Larangan ekspor mineral mentah juga telah diamanatkan oleh Undang-Undang Nomor 4 Tahun 2009 tentang Pertambangan Mineral dan Batubara, di mana dalam Pasal 103 ayat (1) UU Minerba, pengolahan dan pemurnian hasil tambang wajib dilakukan di dalam negeri. Namun, ekspor ore atau bijih masih dibolehkan hingga 2021.
Wacana pelarangan ekspor ore nikel ini sebelumnya sudah berhembus kencang. Menteri ESDM akan melarang penuh ekspor ore nikel dan bauksit. Meski sebelumnya Kementerian ESDM sudah mengeluarkan rekomendasi untuk ekpsor nikel dan bauksit.
Berdasarkan data dari Kementerian ESDM, pada tahun 2018 lalu realisasi ekspor nikel sebesar 20,09 juta ton dan baukit 8,70 ton. Sedangkan rencana ekspor nikel pada tahun ini sebesar 15,07 juta dan bauksit sebanyak 10,97 juta.
Dalam perencanaan Kementerian ESDM, akan ada 40 smelter baru hingga tahun 2022. Dari tambahan smelter tersebut, 21 di antaranya merupakan smelter nikel dan bauksit berjumlah 6 smelter.
Menurut Sekretaris Jenderal (Sekjen) Asosiasi Pertambangan Nikel Indonesia (APNI), Meidy Katrin, pihaknya sudah diajak berdialog dengan pemerintah dalam rencana penerbitan aturan baru untuk mempercepat penghentian ekspor bijih nikel itu.
Namun ia enggan membeberkan isi dari aturan yang pernah dibicarakan. “Kami disampaikan sedang dibuat aturannya. Pointnya revisi, stop ekspor,” terangnya, Minggu (11/8/2019).
Meidy memandang langkah pemerintah ini menimbulkan pertanyaan besar.
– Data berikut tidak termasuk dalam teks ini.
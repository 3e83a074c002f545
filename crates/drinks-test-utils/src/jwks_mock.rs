//! Mock JWKS endpoint helpers on top of `wiremock`.

use crate::rsa_fixtures::TestKeypair;
use serde_json::{json, Value};
use wiremock::matchers::{method, path};
use wiremock::{Mock, MockServer, ResponseTemplate};

/// Path the identity provider publishes its key set under.
pub const JWKS_PATH: &str = "/.well-known/jwks.json";

/// JWKS document containing the public keys of `keypairs`.
pub fn jwks_body(keypairs: &[&TestKeypair]) -> Value {
    json!({
        "keys": keypairs.iter().map(|keypair| keypair.jwk_json()).collect::<Vec<_>>()
    })
}

/// Full JWKS URL served by `mock_server`.
pub fn jwks_url(mock_server: &MockServer) -> String {
    format!("{}{}", mock_server.uri(), JWKS_PATH)
}

/// Serve `keypairs` from `mock_server` for every request.
pub async fn mount_jwks(mock_server: &MockServer, keypairs: &[&TestKeypair]) {
    Mock::given(method("GET"))
        .and(path(JWKS_PATH))
        .respond_with(ResponseTemplate::new(200).set_body_json(jwks_body(keypairs)))
        .mount(mock_server)
        .await;
}

/// Serve `keypairs` and verify on drop that exactly `times` fetches happened.
pub async fn mount_jwks_expecting(mock_server: &MockServer, keypairs: &[&TestKeypair], times: u64) {
    Mock::given(method("GET"))
        .and(path(JWKS_PATH))
        .respond_with(ResponseTemplate::new(200).set_body_json(jwks_body(keypairs)))
        .expect(times)
        .mount(mock_server)
        .await;
}

/// Replace whatever `mock_server` serves with `keypairs`.
pub async fn rotate_jwks(mock_server: &MockServer, keypairs: &[&TestKeypair]) {
    mock_server.reset().await;
    mount_jwks(mock_server, keypairs).await;
}
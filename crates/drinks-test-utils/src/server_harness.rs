//! Test server harness for E2E testing
//!
//! Provides `TestDrinksServer` for spawning real drinks-service instances
//! against a mock identity provider.

use crate::jwks_mock::{jwks_url, mount_jwks};
use crate::rsa_fixtures::TestKeypair;
use crate::token_builders::{TestClaimsBuilder, TEST_AUDIENCE, TEST_AUTH_DOMAIN};
use drinks_service::auth::{HttpJwksFetcher, JwksClient, JwtValidator};
use drinks_service::config::Config;
use drinks_service::models::NewDrink;
use drinks_service::observability::metrics::init_metrics_recorder;
use drinks_service::repositories::{DrinkRepository, InMemoryDrinkRepository};
use drinks_service::routes::{self, AppState};
use metrics_exporter_prometheus::PrometheusHandle;
use std::collections::HashMap;
use std::net::SocketAddr;
use std::sync::{Arc, OnceLock};
use std::time::Duration;
use tokio::task::JoinHandle;
use wiremock::MockServer;

/// Global metrics handle for test servers.
///
/// The Prometheus recorder can be installed once per process; servers in the
/// same test binary share it.
static TEST_METRICS_HANDLE: OnceLock<PrometheusHandle> = OnceLock::new();

/// Metrics handle backed by the installed recorder, or a detached one when
/// another recorder is already installed.
pub fn test_metrics_handle() -> PrometheusHandle {
    TEST_METRICS_HANDLE
        .get_or_init(|| {
            init_metrics_recorder().unwrap_or_else(|_| {
                metrics_exporter_prometheus::PrometheusBuilder::new()
                    .build_recorder()
                    .handle()
            })
        })
        .clone()
}

/// Configuration for `TEST_AUTH_DOMAIN`/`TEST_AUDIENCE` with the JWKS
/// fetched from `jwks_url`.
pub fn test_config(jwks_url: &str) -> Result<Config, anyhow::Error> {
    let vars = HashMap::from([
        ("AUTH0_DOMAIN".to_string(), TEST_AUTH_DOMAIN.to_string()),
        ("API_AUDIENCE".to_string(), TEST_AUDIENCE.to_string()),
        ("AUTH_JWKS_URL".to_string(), jwks_url.to_string()),
        ("JWKS_FETCH_TIMEOUT_SECONDS".to_string(), "2".to_string()),
        ("BIND_ADDRESS".to_string(), "127.0.0.1:0".to_string()),
    ]);

    Config::from_vars(&vars).map_err(|e| anyhow::anyhow!("Failed to create config: {}", e))
}

/// Test harness for spawning the drinks service in E2E tests.
///
/// The mock identity provider serves [`TestKeypair::primary`]; use
/// [`TestDrinksServer::token`] for correctly signed tokens.
///
/// # Example
/// ```rust,ignore
/// #[tokio::test]
/// async fn test_detail_requires_permission() -> Result<()> {
///     let server = TestDrinksServer::spawn().await?;
///     let token = server.token(&["get:drinks-detail"]);
///
///     let response = reqwest::Client::new()
///         .get(format!("{}/drinks-detail", server.url()))
///         .bearer_auth(token)
///         .send()
///         .await?;
///
///     assert_eq!(response.status(), 200);
///     Ok(())
/// }
/// ```
pub struct TestDrinksServer {
    addr: SocketAddr,
    config: Config,
    mock_server: MockServer,
    repository: Arc<InMemoryDrinkRepository>,
    keypair: TestKeypair,
    _handle: JoinHandle<()>,
}

impl TestDrinksServer {
    /// Spawn a server with an empty catalog.
    pub async fn spawn() -> Result<Self, anyhow::Error> {
        Self::spawn_with_drinks(Vec::new()).await
    }

    /// Spawn a server whose catalog starts with `drinks` (ids from 1).
    ///
    /// The server will:
    /// - Start a mock JWKS endpoint serving the primary test key
    /// - Bind to a random available port (127.0.0.1:0)
    /// - Start the HTTP server in the background
    pub async fn spawn_with_drinks(drinks: Vec<NewDrink>) -> Result<Self, anyhow::Error> {
        let mock_server = MockServer::start().await;
        let keypair = TestKeypair::primary();
        mount_jwks(&mock_server, &[&keypair]).await;

        let config = test_config(&jwks_url(&mock_server))?;

        let fetcher = Arc::new(HttpJwksFetcher::with_timeout(
            config.jwks_url.clone(),
            Duration::from_secs(config.jwks_fetch_timeout_seconds),
        ));
        let jwks_client = Arc::new(JwksClient::with_ttl(
            fetcher,
            Duration::from_secs(config.jwks_cache_ttl_seconds),
        ));
        let jwt_validator = Arc::new(JwtValidator::from_config(&config, jwks_client));

        let repository = Arc::new(InMemoryDrinkRepository::with_drinks(drinks));
        let state = Arc::new(AppState {
            repository: repository.clone() as Arc<dyn DrinkRepository>,
            jwt_validator,
        });

        let app = routes::build_routes(state, test_metrics_handle());

        let listener = tokio::net::TcpListener::bind("127.0.0.1:0")
            .await
            .map_err(|e| anyhow::anyhow!("Failed to bind test server: {}", e))?;

        let addr = listener
            .local_addr()
            .map_err(|e| anyhow::anyhow!("Failed to get local address: {}", e))?;

        let handle = tokio::spawn(async move {
            let make_service = app.into_make_service_with_connect_info::<SocketAddr>();
            if let Err(e) = axum::serve(listener, make_service).await {
                eprintln!("Test server error: {}", e);
            }
        });

        Ok(Self {
            addr,
            config,
            mock_server,
            repository,
            keypair,
            _handle: handle,
        })
    }

    /// Get the base URL of the test server.
    pub fn url(&self) -> String {
        format!("http://{}", self.addr)
    }

    /// Get the socket address.
    pub fn addr(&self) -> SocketAddr {
        self.addr
    }

    /// Get reference to the server configuration.
    pub fn config(&self) -> &Config {
        &self.config
    }

    /// The mock identity provider (for adding expectations or rotating keys).
    pub fn mock_server(&self) -> &MockServer {
        &self.mock_server
    }

    /// The catalog backing the server.
    pub fn repository(&self) -> &Arc<InMemoryDrinkRepository> {
        &self.repository
    }

    /// The key the mock JWKS serves.
    pub fn keypair(&self) -> &TestKeypair {
        &self.keypair
    }

    /// Claims builder preset with the server's issuer and audience.
    pub fn claims(&self) -> TestClaimsBuilder {
        TestClaimsBuilder::new(&self.config.issuer(), &self.config.api_audience)
    }

    /// A valid token granting `permissions`.
    pub fn token(&self, permissions: &[&str]) -> String {
        self.keypair
            .sign(&self.claims().with_permissions(permissions).build())
    }

    /// Sign arbitrary claims with the served key.
    pub fn sign(&self, claims: &serde_json::Value) -> String {
        self.keypair.sign(claims)
    }
}

impl Drop for TestDrinksServer {
    fn drop(&mut self) {
        self._handle.abort();
    }
}
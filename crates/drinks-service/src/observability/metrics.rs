//! Metrics definitions for the drinks service.
//!
//! All metrics follow Prometheus naming conventions:
//! - `drinks_` prefix
//! - `_total` suffix for counters
//! - `_seconds` suffix for duration histograms
//!
//! # Cardinality
//!
//! Labels are bounded to prevent cardinality explosion:
//! - `method`: 7 values max (GET, POST, PATCH, DELETE, PUT, HEAD, OPTIONS)
//! - `endpoint`: 6 values (parameterized paths, unknown paths become `/other`)
//! - `status`: 3 values (success, error, timeout)
//! - `code`: bounded by `AuthError::code()`
//! - `operation`: bounded by repository methods

use metrics::{counter, histogram};
use metrics_exporter_prometheus::{Matcher, PrometheusBuilder, PrometheusHandle};
use std::time::Duration;

/// Initialize Prometheus metrics recorder and return the handle
/// for serving metrics via HTTP.
///
/// Must be called before any metrics are recorded; recording without a
/// recorder is a no-op.
///
/// # Errors
///
/// Returns error if Prometheus recorder fails to install (e.g., already installed).
pub fn init_metrics_recorder() -> Result<PrometheusHandle, String> {
    PrometheusBuilder::new()
        .set_buckets_for_metric(
            Matcher::Prefix("drinks_http_request".to_string()),
            &[
                0.005, 0.010, 0.025, 0.050, 0.100, 0.150, 0.200, 0.300, 0.500, 1.000, 2.000,
            ],
        )
        .map_err(|e| format!("Failed to set HTTP request buckets: {e}"))?
        // JWKS fetches are bounded by the fetch timeout (max 30s)
        .set_buckets_for_metric(
            Matcher::Prefix("drinks_jwks_refresh".to_string()),
            &[0.010, 0.050, 0.100, 0.250, 0.500, 1.000, 2.500, 5.000, 10.000],
        )
        .map_err(|e| format!("Failed to set JWKS refresh buckets: {e}"))?
        .set_buckets_for_metric(
            Matcher::Prefix("drinks_db_query".to_string()),
            &[
                0.001, 0.002, 0.005, 0.010, 0.020, 0.050, 0.100, 0.250, 0.500, 1.000,
            ],
        )
        .map_err(|e| format!("Failed to set DB query buckets: {e}"))?
        .install_recorder()
        .map_err(|e| format!("Failed to install Prometheus recorder: {e}"))
}

// ============================================================================
// HTTP Request Metrics
// ============================================================================

/// Record HTTP request completion
///
/// Metric: `drinks_http_requests_total`, `drinks_http_request_duration_seconds`
/// Labels: `method`, `endpoint`, `status`
///
/// This captures ALL HTTP responses including framework-level errors like
/// 400 (JSON parse errors), 404 and 405.
pub fn record_http_request(method: &str, endpoint: &str, status_code: u16, duration: Duration) {
    let normalized_endpoint = normalize_endpoint(endpoint);
    let status = categorize_status_code(status_code);

    histogram!("drinks_http_request_duration_seconds",
        "method" => method.to_string(),
        "endpoint" => normalized_endpoint.clone(),
        "status" => status.to_string()
    )
    .record(duration.as_secs_f64());

    counter!("drinks_http_requests_total",
        "method" => method.to_string(),
        "endpoint" => normalized_endpoint,
        "status_code" => status_code.to_string()
    )
    .increment(1);
}

/// Categorize HTTP status code into success/error/timeout
fn categorize_status_code(status_code: u16) -> &'static str {
    match status_code {
        200..=299 => "success",
        408 | 504 => "timeout",
        _ => "error",
    }
}

/// Normalize endpoint path to prevent label cardinality explosion
///
/// Replaces drink ids with `{id}`.
fn normalize_endpoint(path: &str) -> String {
    match path {
        "/health" | "/metrics" | "/drinks" | "/drinks-detail" => path.to_string(),
        _ => match path.strip_prefix("/drinks/") {
            Some(id) if !id.is_empty() && !id.contains('/') => "/drinks/{id}".to_string(),
            _ => "/other".to_string(),
        },
    }
}

// ============================================================================
// Database Metrics
// ============================================================================

/// Record database query execution
///
/// Metric: `drinks_db_query_duration_seconds`, `drinks_db_queries_total`
/// Labels: `operation`, `status`
///
/// Operations: list_drinks, get_drink, insert_drink, update_drink, delete_drink
pub fn record_db_query(operation: &str, status: &str, duration: Duration) {
    histogram!("drinks_db_query_duration_seconds",
        "operation" => operation.to_string()
    )
    .record(duration.as_secs_f64());

    counter!("drinks_db_queries_total",
        "operation" => operation.to_string(),
        "status" => status.to_string()
    )
    .increment(1);
}

// ============================================================================
// Auth Metrics
// ============================================================================

/// Record a rejected request.
///
/// Metric: `drinks_auth_failures_total`
/// Labels: `code` (`invalid_header`, `token_expired`, `invalid_claims`, `unauthorized`)
pub fn record_auth_failure(code: &str) {
    counter!("drinks_auth_failures_total",
        "code" => code.to_string()
    )
    .increment(1);
}

/// Record a JWKS refresh attempt.
///
/// Metric: `drinks_jwks_refresh_total`, `drinks_jwks_refresh_duration_seconds`
/// Labels: `status` (`success`, `error`)
pub fn record_jwks_refresh(status: &str, duration: Duration) {
    histogram!("drinks_jwks_refresh_duration_seconds",
        "status" => status.to_string()
    )
    .record(duration.as_secs_f64());

    counter!("drinks_jwks_refresh_total",
        "status" => status.to_string()
    )
    .increment(1);
}
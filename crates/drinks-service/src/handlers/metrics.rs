//! Prometheus metrics endpoint handler.
//!
//! # Security
//!
//! This endpoint is unauthenticated to allow Prometheus to scrape metrics.
//! Labels carry no tokens, subjects or drink titles.

use axum::{extract::State, response::IntoResponse};
use metrics_exporter_prometheus::PrometheusHandle;

/// Handler for GET /metrics
///
/// Returns 200 OK with Prometheus text format:
/// ```text
/// # TYPE drinks_http_requests_total counter
/// drinks_http_requests_total{method="GET",endpoint="/drinks",status_code="200"} 42
/// ```
#[tracing::instrument(skip_all, name = "drinks.metrics.scrape")]
pub async fn metrics_handler(State(handle): State<PrometheusHandle>) -> impl IntoResponse {
    handle.render()
}
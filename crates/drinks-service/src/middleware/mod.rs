//! Middleware for the drinks service.
//!
//! # Components
//!
//! - `auth` - Per-route permission guard
//! - `http_metrics` - HTTP request metrics middleware

pub mod auth;
pub mod http_metrics;

pub use auth::{require_permission, ClaimsExt};
pub use http_metrics::http_metrics_middleware;
//! In-memory drink repository.
//!
//! Used when no database is configured and by the test server harness.
//! Enforces the same title uniqueness as the `drinks` table.

use crate::models::{Drink, DrinkUpdate, NewDrink};
use crate::repositories::{DrinkRepository, RepositoryError};
use async_trait::async_trait;
use std::collections::BTreeMap;
use tokio::sync::RwLock;

#[derive(Default)]
struct Store {
    drinks: BTreeMap<i32, Drink>,
    last_id: i32,
}

impl Store {
    fn title_taken(&self, title: &str, except: Option<i32>) -> bool {
        self.drinks
            .values()
            .any(|drink| drink.title == title && Some(drink.id) != except)
    }
}

/// Drink repository held in process memory.
#[derive(Default)]
pub struct InMemoryDrinkRepository {
    store: RwLock<Store>,
}

impl InMemoryDrinkRepository {
    pub fn new() -> Self {
        Self::default()
    }

    /// Create a repository pre-populated with `drinks`, assigning ids in order.
    ///
    /// Later drinks with an already used title are skipped.
    pub fn with_drinks(drinks: impl IntoIterator<Item = NewDrink>) -> Self {
        let mut store = Store::default();
        for drink in drinks {
            if store.title_taken(&drink.title, None) {
                continue;
            }
            store.last_id += 1;
            let id = store.last_id;
            store.drinks.insert(
                id,
                Drink {
                    id,
                    title: drink.title,
                    recipe: drink.recipe,
                },
            );
        }
        Self {
            store: RwLock::new(store),
        }
    }
}

#[async_trait]
impl DrinkRepository for InMemoryDrinkRepository {
    async fn list(&self) -> Result<Vec<Drink>, RepositoryError> {
        Ok(self.store.read().await.drinks.values().cloned().collect())
    }

    async fn get(&self, id: i32) -> Result<Drink, RepositoryError> {
        self.store
            .read()
            .await
            .drinks
            .get(&id)
            .cloned()
            .ok_or(RepositoryError::NotFound(id))
    }

    async fn insert(&self, drink: NewDrink) -> Result<Drink, RepositoryError> {
        let mut store = self.store.write().await;
        if store.title_taken(&drink.title, None) {
            return Err(RepositoryError::DuplicateTitle(drink.title));
        }

        store.last_id += 1;
        let created = Drink {
            id: store.last_id,
            title: drink.title,
            recipe: drink.recipe,
        };
        store.drinks.insert(created.id, created.clone());
        Ok(created)
    }

    async fn update(&self, id: i32, update: DrinkUpdate) -> Result<Drink, RepositoryError> {
        let mut store = self.store.write().await;
        if !store.drinks.contains_key(&id) {
            return Err(RepositoryError::NotFound(id));
        }
        if let Some(title) = &update.title {
            if store.title_taken(title, Some(id)) {
                return Err(RepositoryError::DuplicateTitle(title.clone()));
            }
        }

        let drink = store
            .drinks
            .get_mut(&id)
            .ok_or(RepositoryError::NotFound(id))?;
        if let Some(title) = update.title {
            drink.title = title;
        }
        if let Some(recipe) = update.recipe {
            drink.recipe = recipe;
        }
        Ok(drink.clone())
    }

    async fn delete(&self, id: i32) -> Result<(), RepositoryError> {
        self.store
            .write()
            .await
            .drinks
            .remove(&id)
            .map(|_| ())
            .ok_or(RepositoryError::NotFound(id))
    }
}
“Sebaiknya pemerintah harus konsisten dengan PP 01/2019, bahwa pemberlakuan penghentian ekspor baru bisa dilakukan pada tahun 2022. Sebab, jika keputusan pemberhentian ekspor dikeluarkan dalam waktu cepat, maka akan banyak kerugian yang dialami penambang maupun pembuat smelter,” jelasnya.
Dia mengatakan, akan ada banyak tambang nikel yang tutup karena tidak bisa diekspor, berimbas pada harga yang tidak balancing.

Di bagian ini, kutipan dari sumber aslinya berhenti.